DESCRIPTION OF THE TASK
Look through the records below, and copy out every line that holds the string "externals".
*** DATA SUPPLIED ***
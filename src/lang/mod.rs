//! # Cilly Abstract Syntax Tree and runtime values
//!
//! The AST is produced by the parser and consumed by the bytecode compiler
//! (or any other tree consumer, such as a transpiler). Runtime values are
//! what the VM keeps on its operand stack and in its scope frames.
//!
//! ## Documentation conventions
//!
//! - Every `Expr` pushes exactly one value when compiled.
//! - Every `Stmt` leaves the operand stack as it found it.

pub mod node;
pub mod program;
pub mod value;
impl<'a> Vm<'a> {
    pub fn new(program: &'a ProgramBc, externals: &'a Externals) -> Self {
        let constants = program.constants.iter().map(Constant::to_value).collect();

        Self {
            program,
            externals,
            config: VmConfig::default(),
            constants,
            stack: InstrumentedStack::new(),
            calls: InstrumentedStack::new(),
            chain: Vec::new(),
            out: Box::new(io::stdout()),
            line: Vec::new(),
            steps: 0,
        }
    }

    pub fn with_config(mut self, config: VmConfig) -> Self {
        self.config = config;
        self
    }

    /// Redirects `print` output (stdout by default).
    pub fn with_output(mut self, out: impl Write + 'a) -> Self {
        self.out = Box::new(out);
        self
    }

    pub fn stack(&self) -> &[Value] {
        self.stack.as_slice()
    }

    pub fn call_depth(&self) -> usize {
        self.calls.len()
    }

    pub fn stats(&self) -> VmStats {
        VmStats {
            operand: self.stack.stats(),
            calls: self.calls.stats(),
            steps: self.steps,
        }
    }

    /// Runs the program to completion.
    pub fn run(&mut self) -> Result<VmStats, RuntimeError> {
        let len = self.program.code.len();
        tracing::debug!(code = len, "vm start");

        let mut pc = 0;
        while pc < len {
            self.steps += 1;
            pc = self.step(pc)?;
        }

        self.out.flush().map_err(|e| RuntimeError::Output {
            pc,
            message: e.to_string(),
        })?;

        let stats = self.stats();
        tracing::debug!(
            steps = stats.steps,
            max_stack = stats.operand.max_depth,
            max_calls = stats.calls.max_depth,
            "vm finished"
        );
        Ok(stats)
    }

    /// Executes the instruction at `pc` and returns the next pc.
    fn step(&mut self, pc: usize) -> Result<usize, RuntimeError> {
        let program = self.program;
        let code = &program.code;
        let op = Opcode::from_u32(code[pc]).ok_or(RuntimeError::UnknownOpcode {
            pc,
            code: code[pc],
        })?;
        let next = pc + 1 + op.arity();
        if next > code.len() {
            return Err(RuntimeError::TruncatedInstruction { pc, op });
        }
        let arg = |i: usize| code[pc + 1 + i] as usize;

        match op {
            Opcode::LoadConst => {
                let index = arg(0);
                let value = self
                    .constants
                    .get(index)
                    .cloned()
                    .ok_or(RuntimeError::BadConstant { pc, index })?;
                self.push(pc, value)?;
            }
            Opcode::LoadNull => self.push(pc, Value::NULL)?,
            Opcode::LoadTrue => self.push(pc, Value::TRUE)?,
            Opcode::LoadFalse => self.push(pc, Value::FALSE)?,

            Opcode::LoadVar => {
                let value = self.slot(pc, arg(0), arg(1))?.clone();
                self.push(pc, value)?;
            }
            Opcode::StoreVar => {
                let value = self.pop(pc, op)?;
                *self.slot(pc, arg(0), arg(1))? = value;
            }

            Opcode::PrintItem => {
                let value = self.pop(pc, op)?;
                self.line.push(value.to_string());
            }
            Opcode::PrintNewline => {
                let text = self.line.join(" ");
                self.line.clear();
                writeln!(self.out, "{}", text).map_err(|e| RuntimeError::Output {
                    pc,
                    message: e.to_string(),
                })?;
            }

            Opcode::Jmp => return Ok(arg(0)),
            Opcode::JmpTrue => {
                if self.pop(pc, op)? == Value::TRUE {
                    return Ok(arg(0));
                }
            }
            Opcode::JmpFalse => {
                if self.pop(pc, op)? == Value::FALSE {
                    return Ok(arg(0));
                }
            }
            Opcode::Pop => {
                self.pop(pc, op)?;
            }

            Opcode::EnterScope => self.chain.push(vec![Value::NULL; arg(0)]),
            Opcode::LeaveScope => {
                self.chain.pop().ok_or(RuntimeError::NoScope { pc })?;
            }

            Opcode::Call => return self.call(pc, arg(0), next),
            Opcode::CallValue => {
                let argc = arg(0);
                let id = match self.pop(pc, op)? {
                    Value::Number(Number::Int(n)) if n >= 0 => n as usize,
                    other => {
                        return Err(RuntimeError::NotCallable {
                            pc,
                            type_name: other.type_name(),
                        });
                    }
                };
                let f = program
                    .function(id)
                    .ok_or(RuntimeError::UnknownFunction { pc, id })?;
                if f.arity() != argc {
                    return Err(RuntimeError::ArityMismatch {
                        pc,
                        name: f.name.clone(),
                        expected: f.arity(),
                        found: argc,
                    });
                }
                return self.call(pc, id, next);
            }
            Opcode::Return => return self.ret(pc, Value::NULL),
            Opcode::ReturnValue => {
                let value = self.pop(pc, op)?;
                return self.ret(pc, value);
            }
            Opcode::CallPrimitive => self.call_external(pc, arg(0))?,

            Opcode::UnaryNeg => {
                let value = match self.pop(pc, op)? {
                    Value::Number(Number::Int(n)) => n
                        .checked_neg()
                        .map(Value::int)
                        .ok_or(RuntimeError::Arithmetic { pc, symbol: "-" })?,
                    Value::Number(Number::Float(n)) => Value::float(-n),
                    other => {
                        return Err(RuntimeError::type_error(
                            pc,
                            format!("cannot negate {}", other.type_name()),
                        ));
                    }
                };
                self.push(pc, value)?;
            }
            Opcode::UnaryNot => {
                let value = self.pop(pc, op)?;
                self.push(pc, Value::bool(!value.is_truthy()))?;
            }

            Opcode::BinaryAdd
            | Opcode::BinarySub
            | Opcode::BinaryMul
            | Opcode::BinaryDiv
            | Opcode::BinaryMod
            | Opcode::BinaryPow
            | Opcode::BinaryEq
            | Opcode::BinaryNe
            | Opcode::BinaryLt
            | Opcode::BinaryGe => {
                let b = self.pop(pc, op)?;
                let a = self.pop(pc, op)?;
                let value = binary(pc, op, &a, &b)?;
                self.push(pc, value)?;
            }
        }

        Ok(next)
    }

    // Frames

    fn slot(&mut self, pc: usize, depth: usize, slot: usize) -> Result<&mut Value, RuntimeError> {
        let out_of_range = RuntimeError::ScopeOutOfRange { pc, depth, slot };
        let index = self
            .chain
            .len()
            .checked_sub(depth + 1)
            .ok_or_else(|| out_of_range.clone())?;
        self.chain[index].get_mut(slot).ok_or(out_of_range)
    }

    // Calls

    fn call(&mut self, pc: usize, id: usize, return_addr: usize) -> Result<usize, RuntimeError> {
        let program = self.program;
        let f = program
            .function(id)
            .ok_or(RuntimeError::UnknownFunction { pc, id })?;

        if self.calls.len() >= self.config.max_call_depth {
            return Err(RuntimeError::LimitExceeded {
                pc,
                what: "call depth",
                limit: self.config.max_call_depth,
            });
        }

        // Arguments were evaluated and pushed left to right.
        let mut frame = vec![Value::NULL; f.arity()];
        for slot in frame.iter_mut().rev() {
            *slot = self.pop(pc, Opcode::Call)?;
        }

        let mut chain = self.chain.clone();
        chain.push(frame);
        let caller = std::mem::replace(&mut self.chain, chain);
        self.calls.push(CallRecord {
            return_addr,
            chain: caller,
            function: id,
        });

        tracing::trace!(function = %f.name, depth = self.calls.len(), "call");
        Ok(f.entry as usize)
    }

    fn ret(&mut self, pc: usize, value: Value) -> Result<usize, RuntimeError> {
        let record = self.calls.pop().ok_or(RuntimeError::EmptyCallStack { pc })?;
        self.chain = record.chain;
        self.push(pc, value)?;

        tracing::trace!(function = record.function, depth = self.calls.len(), "return");
        Ok(record.return_addr)
    }

    fn call_external(&mut self, pc: usize, index: usize) -> Result<(), RuntimeError> {
        let program = self.program;
        let name = match program.constants.get(index) {
            Some(Constant::Str(name)) => name,
            _ => return Err(RuntimeError::BadConstant { pc, index }),
        };
        let externals = self.externals;
        let ext = externals
            .get(name)
            .ok_or_else(|| RuntimeError::UnknownExternal {
                pc,
                name: name.clone(),
            })?;

        let mut args = Vec::with_capacity(ext.arity);
        for _ in 0..ext.arity {
            args.push(self.pop(pc, Opcode::CallPrimitive)?);
        }
        args.reverse();

        ext.call(&args).map_err(|message| RuntimeError::External {
            pc,
            name: name.clone(),
            message,
        })?;
        self.push(pc, Value::NULL)
    }

    // Stack operations

    fn push(&mut self, pc: usize, value: Value) -> Result<(), RuntimeError> {
        if self.stack.len() >= self.config.max_stack_size {
            return Err(RuntimeError::LimitExceeded {
                pc,
                what: "stack size",
                limit: self.config.max_stack_size,
            });
        }
        self.stack.push(value);
        Ok(())
    }

    fn pop(&mut self, pc: usize, op: Opcode) -> Result<Value, RuntimeError> {
        self.stack
            .pop()
            .ok_or(RuntimeError::StackUnderflow { pc, op })
    }
}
*** End of DATA SUPPLIED ***
THE ANSWER
    pub fn new(program: &'a ProgramBc, externals: &'a Externals) -> Self {
            externals,
        let externals = self.externals;
        let ext = externals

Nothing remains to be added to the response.